_Work instructions_
Please return every line in the entries below with the word "benessere" in it.

(Records from a dataset)
____

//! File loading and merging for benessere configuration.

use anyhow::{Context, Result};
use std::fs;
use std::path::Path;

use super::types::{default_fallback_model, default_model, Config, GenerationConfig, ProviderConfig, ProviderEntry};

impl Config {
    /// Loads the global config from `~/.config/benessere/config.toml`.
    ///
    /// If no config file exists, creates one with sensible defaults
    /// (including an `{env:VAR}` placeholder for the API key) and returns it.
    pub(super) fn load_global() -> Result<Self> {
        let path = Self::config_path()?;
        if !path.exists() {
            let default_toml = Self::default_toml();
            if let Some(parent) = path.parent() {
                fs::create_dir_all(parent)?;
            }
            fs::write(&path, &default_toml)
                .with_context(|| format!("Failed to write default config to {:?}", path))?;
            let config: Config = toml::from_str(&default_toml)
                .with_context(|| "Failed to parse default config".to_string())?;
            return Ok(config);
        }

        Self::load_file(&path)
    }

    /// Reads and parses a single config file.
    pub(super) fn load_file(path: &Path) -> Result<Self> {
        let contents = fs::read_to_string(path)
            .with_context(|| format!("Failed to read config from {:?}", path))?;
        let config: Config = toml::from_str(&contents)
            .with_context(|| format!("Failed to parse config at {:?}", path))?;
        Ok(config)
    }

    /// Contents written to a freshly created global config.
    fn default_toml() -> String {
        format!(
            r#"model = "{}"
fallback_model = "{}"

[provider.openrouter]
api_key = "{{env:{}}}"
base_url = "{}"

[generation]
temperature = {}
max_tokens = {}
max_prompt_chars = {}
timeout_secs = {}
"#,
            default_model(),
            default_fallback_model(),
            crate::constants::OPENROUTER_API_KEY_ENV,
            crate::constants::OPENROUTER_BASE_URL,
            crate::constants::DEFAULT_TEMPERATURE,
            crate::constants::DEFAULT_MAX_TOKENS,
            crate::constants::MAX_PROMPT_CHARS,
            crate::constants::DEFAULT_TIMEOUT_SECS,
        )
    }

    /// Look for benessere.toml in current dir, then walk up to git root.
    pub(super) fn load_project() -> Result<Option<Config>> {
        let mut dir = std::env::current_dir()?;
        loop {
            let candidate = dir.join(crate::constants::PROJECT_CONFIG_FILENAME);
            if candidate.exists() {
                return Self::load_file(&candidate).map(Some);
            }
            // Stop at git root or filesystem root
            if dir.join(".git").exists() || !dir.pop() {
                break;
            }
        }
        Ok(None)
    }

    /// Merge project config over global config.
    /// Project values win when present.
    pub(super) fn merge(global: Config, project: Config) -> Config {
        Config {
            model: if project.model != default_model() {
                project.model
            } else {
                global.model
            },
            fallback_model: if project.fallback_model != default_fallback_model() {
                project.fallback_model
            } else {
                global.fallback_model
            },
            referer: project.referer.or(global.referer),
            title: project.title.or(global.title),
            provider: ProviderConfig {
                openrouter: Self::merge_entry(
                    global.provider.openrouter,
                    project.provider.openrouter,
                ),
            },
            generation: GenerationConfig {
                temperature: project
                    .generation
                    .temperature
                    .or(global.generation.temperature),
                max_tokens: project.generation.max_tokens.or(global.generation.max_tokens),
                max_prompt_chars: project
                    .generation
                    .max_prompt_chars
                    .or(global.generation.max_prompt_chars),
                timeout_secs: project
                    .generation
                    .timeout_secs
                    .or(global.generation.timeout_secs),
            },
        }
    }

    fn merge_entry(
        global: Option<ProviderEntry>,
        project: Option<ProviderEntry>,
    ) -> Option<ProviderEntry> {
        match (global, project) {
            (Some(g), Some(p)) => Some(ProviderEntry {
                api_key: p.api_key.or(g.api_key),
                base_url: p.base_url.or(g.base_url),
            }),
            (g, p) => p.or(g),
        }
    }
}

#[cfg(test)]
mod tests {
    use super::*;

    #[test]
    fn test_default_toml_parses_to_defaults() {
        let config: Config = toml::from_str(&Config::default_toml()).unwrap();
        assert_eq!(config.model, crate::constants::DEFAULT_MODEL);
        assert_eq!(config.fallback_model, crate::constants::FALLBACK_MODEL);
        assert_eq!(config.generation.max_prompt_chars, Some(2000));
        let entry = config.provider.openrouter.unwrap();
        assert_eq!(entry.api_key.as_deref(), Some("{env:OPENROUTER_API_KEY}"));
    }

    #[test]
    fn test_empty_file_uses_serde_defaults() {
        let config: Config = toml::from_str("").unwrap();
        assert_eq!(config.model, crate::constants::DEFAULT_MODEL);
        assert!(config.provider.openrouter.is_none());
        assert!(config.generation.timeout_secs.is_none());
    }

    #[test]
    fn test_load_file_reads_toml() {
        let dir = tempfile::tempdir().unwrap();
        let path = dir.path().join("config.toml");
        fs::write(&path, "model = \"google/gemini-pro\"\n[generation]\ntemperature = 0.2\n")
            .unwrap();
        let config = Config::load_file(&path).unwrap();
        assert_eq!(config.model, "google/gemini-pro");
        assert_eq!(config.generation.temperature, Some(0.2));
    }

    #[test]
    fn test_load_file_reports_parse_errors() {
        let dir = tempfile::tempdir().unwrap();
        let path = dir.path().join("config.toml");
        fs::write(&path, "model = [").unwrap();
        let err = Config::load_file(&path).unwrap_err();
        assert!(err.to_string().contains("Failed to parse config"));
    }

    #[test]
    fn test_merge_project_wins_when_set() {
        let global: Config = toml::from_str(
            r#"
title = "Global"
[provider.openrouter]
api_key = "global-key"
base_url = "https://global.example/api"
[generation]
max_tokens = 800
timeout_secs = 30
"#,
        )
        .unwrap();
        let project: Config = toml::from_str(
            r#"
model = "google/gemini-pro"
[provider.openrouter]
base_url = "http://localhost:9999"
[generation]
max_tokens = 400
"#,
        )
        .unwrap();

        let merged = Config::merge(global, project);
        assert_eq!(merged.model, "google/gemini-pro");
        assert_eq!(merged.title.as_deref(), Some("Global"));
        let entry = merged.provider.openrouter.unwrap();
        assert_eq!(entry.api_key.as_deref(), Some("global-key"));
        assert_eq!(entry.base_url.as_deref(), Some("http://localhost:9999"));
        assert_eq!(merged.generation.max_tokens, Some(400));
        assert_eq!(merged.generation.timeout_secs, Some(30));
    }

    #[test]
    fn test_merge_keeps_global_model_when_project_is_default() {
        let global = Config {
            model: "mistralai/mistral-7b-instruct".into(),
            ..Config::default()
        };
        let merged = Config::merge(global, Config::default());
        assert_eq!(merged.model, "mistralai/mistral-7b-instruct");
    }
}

____

_Response_
//! File loading and merging for benessere configuration.
    /// Loads the global config from `~/.config/benessere/config.toml`.
    /// Look for benessere.toml in current dir, then walk up to git root.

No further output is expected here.